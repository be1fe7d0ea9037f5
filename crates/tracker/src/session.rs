//! Session Recorder: one live verification attempt and its input logs.

use std::collections::HashSet;
use std::time::Instant;

use agni_common::constants::{PROMPTS, TOKEN_BYTES};
use agni_common::{FeatureRecord, IntakePayload, KeyEvent, PointerEvent, Verdict};
use base64::Engine;
use base64::engine::general_purpose::URL_SAFE_NO_PAD;
use rand::Rng;

use crate::clock::{Clock, SystemClock};
use crate::extract::extract;
use crate::presenter::Status;

/// A single verification attempt
#[derive(Debug, Clone, PartialEq, Eq)]
pub struct Attempt {
    /// Prompt shown to the user
    pub prompt: String,
    /// Opaque single-use token, sent to the intake as `nonce`
    pub token: String,
    /// When the attempt began
    pub started_at: Instant,
}

impl Attempt {
    /// Whole milliseconds from the attempt start to `at` (0 if `at` is earlier)
    pub fn elapsed_ms(&self, at: Instant) -> u64 {
        at.saturating_duration_since(self.started_at).as_millis() as u64
    }
}

/// Handle tying an input source to the attempt that was live when it subscribed.
///
/// Events delivered through a handle from an earlier attempt are dropped.
#[derive(Debug, Clone, PartialEq, Eq)]
pub struct Subscription {
    token: String,
}

impl Subscription {
    pub fn token(&self) -> &str {
        &self.token
    }
}

/// Frozen copy of an attempt taken at submit time
#[derive(Debug, Clone)]
pub struct AttemptSnapshot {
    pub attempt: Attempt,
    pub answer: String,
    pub keys: Vec<KeyEvent>,
    pub pointers: Vec<PointerEvent>,
    pub submitted_at: Instant,
}

impl AttemptSnapshot {
    pub fn reaction_time_ms(&self) -> u64 {
        self.attempt.elapsed_ms(self.submitted_at)
    }

    /// Raw payload for the verification intake
    pub fn intake_payload(&self) -> IntakePayload {
        IntakePayload {
            prompt: self.attempt.prompt.clone(),
            answer: self.answer.clone(),
            reaction_time: self.reaction_time_ms(),
            keystrokes: self.keys.clone(),
            mouse_movements: self.pointers.clone(),
            nonce: Some(self.attempt.token.clone()),
        }
    }

    pub fn features(&self) -> FeatureRecord {
        extract(
            &self.attempt,
            &self.keys,
            &self.pointers,
            self.submitted_at,
            &self.answer,
        )
    }
}

/// Owns the live attempt, its answer buffer, and its ordered input logs.
pub struct Session<C: Clock = SystemClock> {
    clock: C,
    prompts: Vec<String>,
    attempt: Attempt,
    answer: String,
    keys: Vec<KeyEvent>,
    pointers: Vec<PointerEvent>,
    status: Status,
    verdict: Option<Verdict>,
    submitting: bool,
    intake_acked: bool,
    issued: HashSet<String>,
}

impl Session<SystemClock> {
    /// Session on the wall clock with the built-in prompt set
    pub fn new() -> Self {
        Self::with_clock(SystemClock, Vec::new())
    }
}

impl Default for Session<SystemClock> {
    fn default() -> Self {
        Self::new()
    }
}

impl<C: Clock> Session<C> {
    /// Create a session and begin its first attempt.
    ///
    /// An empty `prompts` list falls back to the built-in set.
    pub fn with_clock(clock: C, prompts: Vec<String>) -> Self {
        let prompts = if prompts.is_empty() {
            PROMPTS.iter().map(|p| p.to_string()).collect()
        } else {
            prompts
        };

        let started_at = clock.now();
        let mut session = Self {
            clock,
            prompts,
            attempt: Attempt {
                prompt: String::new(),
                token: String::new(),
                started_at,
            },
            answer: String::new(),
            keys: Vec::new(),
            pointers: Vec::new(),
            status: Status::Idle,
            verdict: None,
            submitting: false,
            intake_acked: false,
            issued: HashSet::new(),
        };
        session.begin();
        session
    }

    /// Start a fresh attempt: new prompt, new token, start instant = now,
    /// empty logs and answer.
    pub fn begin(&mut self) -> Subscription {
        let prompt = self.pick_prompt();
        let token = self.fresh_token();

        self.attempt = Attempt {
            prompt,
            token,
            started_at: self.clock.now(),
        };
        self.answer.clear();
        self.keys.clear();
        self.pointers.clear();
        self.intake_acked = false;

        tracing::debug!(
            token = %self.attempt.token,
            prompt = %self.attempt.prompt,
            "Attempt started"
        );

        self.subscribe()
    }

    /// `begin()` plus clearing the verdict, status, and in-flight flag
    pub fn reset(&mut self) -> Subscription {
        self.status = Status::Idle;
        self.verdict = None;
        self.submitting = false;
        self.begin()
    }

    /// Subscription bound to the current attempt
    pub fn subscribe(&self) -> Subscription {
        Subscription {
            token: self.attempt.token.clone(),
        }
    }

    /// True while `sub` belongs to the live attempt
    pub fn is_current(&self, sub: &Subscription) -> bool {
        sub.token == self.attempt.token
    }

    /// Append a key press stamped with the current offset
    pub fn record_key(&mut self, key: impl Into<String>) {
        let floor = self.keys.last().map_or(0, |k| k.offset_ms);
        let offset_ms = self.offset_now().max(floor);
        self.keys.push(KeyEvent::new(key, offset_ms));
    }

    /// Append a pointer position stamped with the current offset
    pub fn record_pointer(&mut self, x: i32, y: i32) {
        let floor = self.pointers.last().map_or(0, |p| p.offset_ms);
        let offset_ms = self.offset_now().max(floor);
        self.pointers.push(PointerEvent::new(x, y, offset_ms));
    }

    /// Freeze the attempt for submission
    pub fn snapshot(&self) -> AttemptSnapshot {
        AttemptSnapshot {
            attempt: self.attempt.clone(),
            answer: self.answer.clone(),
            keys: self.keys.clone(),
            pointers: self.pointers.clone(),
            submitted_at: self.clock.now(),
        }
    }

    /// Replace both logs wholesale (used by bot simulation)
    pub fn replace_logs(&mut self, keys: Vec<KeyEvent>, pointers: Vec<PointerEvent>) {
        self.keys = keys;
        self.pointers = pointers;
    }

    pub fn attempt(&self) -> &Attempt {
        &self.attempt
    }

    pub fn prompt(&self) -> &str {
        &self.attempt.prompt
    }

    pub fn token(&self) -> &str {
        &self.attempt.token
    }

    pub fn keys(&self) -> &[KeyEvent] {
        &self.keys
    }

    pub fn pointers(&self) -> &[PointerEvent] {
        &self.pointers
    }

    pub fn answer(&self) -> &str {
        &self.answer
    }

    pub fn set_answer(&mut self, answer: impl Into<String>) {
        self.answer = answer.into();
    }

    pub(crate) fn answer_mut(&mut self) -> &mut String {
        &mut self.answer
    }

    pub fn status(&self) -> Status {
        self.status
    }

    pub fn set_status(&mut self, status: Status) {
        self.status = status;
    }

    pub fn verdict(&self) -> Option<&Verdict> {
        self.verdict.as_ref()
    }

    pub fn set_verdict(&mut self, verdict: Verdict) {
        self.verdict = Some(verdict);
    }

    pub fn is_submitting(&self) -> bool {
        self.submitting
    }

    pub fn set_submitting(&mut self, submitting: bool) {
        self.submitting = submitting;
    }

    /// Whether the intake already accepted this attempt's token
    pub fn intake_acked(&self) -> bool {
        self.intake_acked
    }

    pub fn set_intake_acked(&mut self, acked: bool) {
        self.intake_acked = acked;
    }

    pub fn clock(&self) -> &C {
        &self.clock
    }

    fn offset_now(&self) -> u64 {
        self.attempt.elapsed_ms(self.clock.now())
    }

    fn pick_prompt(&self) -> String {
        let idx = rand::rng().random_range(0..self.prompts.len());
        self.prompts[idx].clone()
    }

    /// Random URL-safe token, never repeated within this session
    fn fresh_token(&mut self) -> String {
        loop {
            let mut bytes = [0u8; TOKEN_BYTES];
            rand::rng().fill(&mut bytes);
            let token = URL_SAFE_NO_PAD.encode(bytes);
            if self.issued.insert(token.clone()) {
                return token;
            }
        }
    }
}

■ ■ ■ ■ ■ ■ ■

YOUR INSTRUCTIONS: Return all the data above once more, precisely as given.

SOLUTION TO THIS PROBLEM:
repository be1fe7d0ea9037f5
filename crates/tracker/src/session.rs
//! Session Recorder: one live verification attempt and its input logs.

use std::collections::HashSet;
use std::time::Instant;

use agni_common::constants::{PROMPTS, TOKEN_BYTES};
use agni_common::{FeatureRecord, IntakePayload, KeyEvent, PointerEvent, Verdict};
use base64::Engine;
use base64::engine::general_purpose::URL_SAFE_NO_PAD;
use rand::Rng;

use crate::clock::{Clock, SystemClock};
use crate::extract::extract;
use crate::presenter::Status;

/// A single verification attempt
#[derive(Debug, Clone, PartialEq, Eq)]
pub struct Attempt {
    /// Prompt shown to the user
    pub prompt: String,
    /// Opaque single-use token, sent to the intake as `nonce`
    pub token: String,
    /// When the attempt began
    pub started_at: Instant,
}

impl Attempt {
    /// Whole milliseconds from the attempt start to `at` (0 if `at` is earlier)
    pub fn elapsed_ms(&self, at: Instant) -> u64 {
        at.saturating_duration_since(self.started_at).as_millis() as u64
    }
}

/// Handle tying an input source to the attempt that was live when it subscribed.
///
/// Events delivered through a handle from an earlier attempt are dropped.
#[derive(Debug, Clone, PartialEq, Eq)]
pub struct Subscription {
    token: String,
}

impl Subscription {
    pub fn token(&self) -> &str {
        &self.token
    }
}

/// Frozen copy of an attempt taken at submit time
#[derive(Debug, Clone)]
pub struct AttemptSnapshot {
    pub attempt: Attempt,
    pub answer: String,
    pub keys: Vec<KeyEvent>,
    pub pointers: Vec<PointerEvent>,
    pub submitted_at: Instant,
}

impl AttemptSnapshot {
    pub fn reaction_time_ms(&self) -> u64 {
        self.attempt.elapsed_ms(self.submitted_at)
    }

    /// Raw payload for the verification intake
    pub fn intake_payload(&self) -> IntakePayload {
        IntakePayload {
            prompt: self.attempt.prompt.clone(),
            answer: self.answer.clone(),
            reaction_time: self.reaction_time_ms(),
            keystrokes: self.keys.clone(),
            mouse_movements: self.pointers.clone(),
            nonce: Some(self.attempt.token.clone()),
        }
    }

    pub fn features(&self) -> FeatureRecord {
        extract(
            &self.attempt,
            &self.keys,
            &self.pointers,
            self.submitted_at,
            &self.answer,
        )
    }
}

/// Owns the live attempt, its answer buffer, and its ordered input logs.
pub struct Session<C: Clock = SystemClock> {
    clock: C,
    prompts: Vec<String>,
    attempt: Attempt,
    answer: String,
    keys: Vec<KeyEvent>,
    pointers: Vec<PointerEvent>,
    status: Status,
    verdict: Option<Verdict>,
    submitting: bool,
    intake_acked: bool,
    issued: HashSet<String>,
}

impl Session<SystemClock> {
    /// Session on the wall clock with the built-in prompt set
    pub fn new() -> Self {
        Self::with_clock(SystemClock, Vec::new())
    }
}

impl Default for Session<SystemClock> {
    fn default() -> Self {
        Self::new()
    }
}

impl<C: Clock> Session<C> {
    /// Create a session and begin its first attempt.
    ///
    /// An empty `prompts` list falls back to the built-in set.
    pub fn with_clock(clock: C, prompts: Vec<String>) -> Self {
        let prompts = if prompts.is_empty() {
            PROMPTS.iter().map(|p| p.to_string()).collect()
        } else {
            prompts
        };

        let started_at = clock.now();
        let mut session = Self {
            clock,
            prompts,
            attempt: Attempt {
                prompt: String::new(),
                token: String::new(),
                started_at,
            },
            answer: String::new(),
            keys: Vec::new(),
            pointers: Vec::new(),
            status: Status::Idle,
            verdict: None,
            submitting: false,
            intake_acked: false,
            issued: HashSet::new(),
        };
        session.begin();
        session
    }

    /// Start a fresh attempt: new prompt, new token, start instant = now,
    /// empty logs and answer.
    pub fn begin(&mut self) -> Subscription {
        let prompt = self.pick_prompt();
        let token = self.fresh_token();

        self.attempt = Attempt {
            prompt,
            token,
            started_at: self.clock.now(),
        };
        self.answer.clear();
        self.keys.clear();
        self.pointers.clear();
        self.intake_acked = false;

        tracing::debug!(
            token = %self.attempt.token,
            prompt = %self.attempt.prompt,
            "Attempt started"
        );

        self.subscribe()
    }

    /// `begin()` plus clearing the verdict, status, and in-flight flag
    pub fn reset(&mut self) -> Subscription {
        self.status = Status::Idle;
        self.verdict = None;
        self.submitting = false;
        self.begin()
    }

    /// Subscription bound to the current attempt
    pub fn subscribe(&self) -> Subscription {
        Subscription {
            token: self.attempt.token.clone(),
        }
    }

    /// True while `sub` belongs to the live attempt
    pub fn is_current(&self, sub: &Subscription) -> bool {
        sub.token == self.attempt.token
    }

    /// Append a key press stamped with the current offset
    pub fn record_key(&mut self, key: impl Into<String>) {
        let floor = self.keys.last().map_or(0, |k| k.offset_ms);
        let offset_ms = self.offset_now().max(floor);
        self.keys.push(KeyEvent::new(key, offset_ms));
    }

    /// Append a pointer position stamped with the current offset
    pub fn record_pointer(&mut self, x: i32, y: i32) {
        let floor = self.pointers.last().map_or(0, |p| p.offset_ms);
        let offset_ms = self.offset_now().max(floor);
        self.pointers.push(PointerEvent::new(x, y, offset_ms));
    }

    /// Freeze the attempt for submission
    pub fn snapshot(&self) -> AttemptSnapshot {
        AttemptSnapshot {
            attempt: self.attempt.clone(),
            answer: self.answer.clone(),
            keys: self.keys.clone(),
            pointers: self.pointers.clone(),
            submitted_at: self.clock.now(),
        }
    }

    /// Replace both logs wholesale (used by bot simulation)
    pub fn replace_logs(&mut self, keys: Vec<KeyEvent>, pointers: Vec<PointerEvent>) {
        self.keys = keys;
        self.pointers = pointers;
    }

    pub fn attempt(&self) -> &Attempt {
        &self.attempt
    }

    pub fn prompt(&self) -> &str {
        &self.attempt.prompt
    }

    pub fn token(&self) -> &str {
        &self.attempt.token
    }

    pub fn keys(&self) -> &[KeyEvent] {
        &self.keys
    }

    pub fn pointers(&self) -> &[PointerEvent] {
        &self.pointers
    }

    pub fn answer(&self) -> &str {
        &self.answer
    }

    pub fn set_answer(&mut self, answer: impl Into<String>) {
        self.answer = answer.into();
    }

    pub(crate) fn answer_mut(&mut self) -> &mut String {
        &mut self.answer
    }

    pub fn status(&self) -> Status {
        self.status
    }

    pub fn set_status(&mut self, status: Status) {
        self.status = status;
    }

    pub fn verdict(&self) -> Option<&Verdict> {
        self.verdict.as_ref()
    }

    pub fn set_verdict(&mut self, verdict: Verdict) {
        self.verdict = Some(verdict);
    }

    pub fn is_submitting(&self) -> bool {
        self.submitting
    }

    pub fn set_submitting(&mut self, submitting: bool) {
        self.submitting = submitting;
    }

    /// Whether the intake already accepted this attempt's token
    pub fn intake_acked(&self) -> bool {
        self.intake_acked
    }

    pub fn set_intake_acked(&mut self, acked: bool) {
        self.intake_acked = acked;
    }

    pub fn clock(&self) -> &C {
        &self.clock
    }

    fn offset_now(&self) -> u64 {
        self.attempt.elapsed_ms(self.clock.now())
    }

    fn pick_prompt(&self) -> String {
        let idx = rand::rng().random_range(0..self.prompts.len());
        self.prompts[idx].clone()
    }

    /// Random URL-safe token, never repeated within this session
    fn fresh_token(&mut self) -> String {
        loop {
            let mut bytes = [0u8; TOKEN_BYTES];
            rand::rng().fill(&mut bytes);
            let token = URL_SAFE_NO_PAD.encode(bytes);
            if self.issued.insert(token.clone()) {
                return token;
            }
        }
    }
}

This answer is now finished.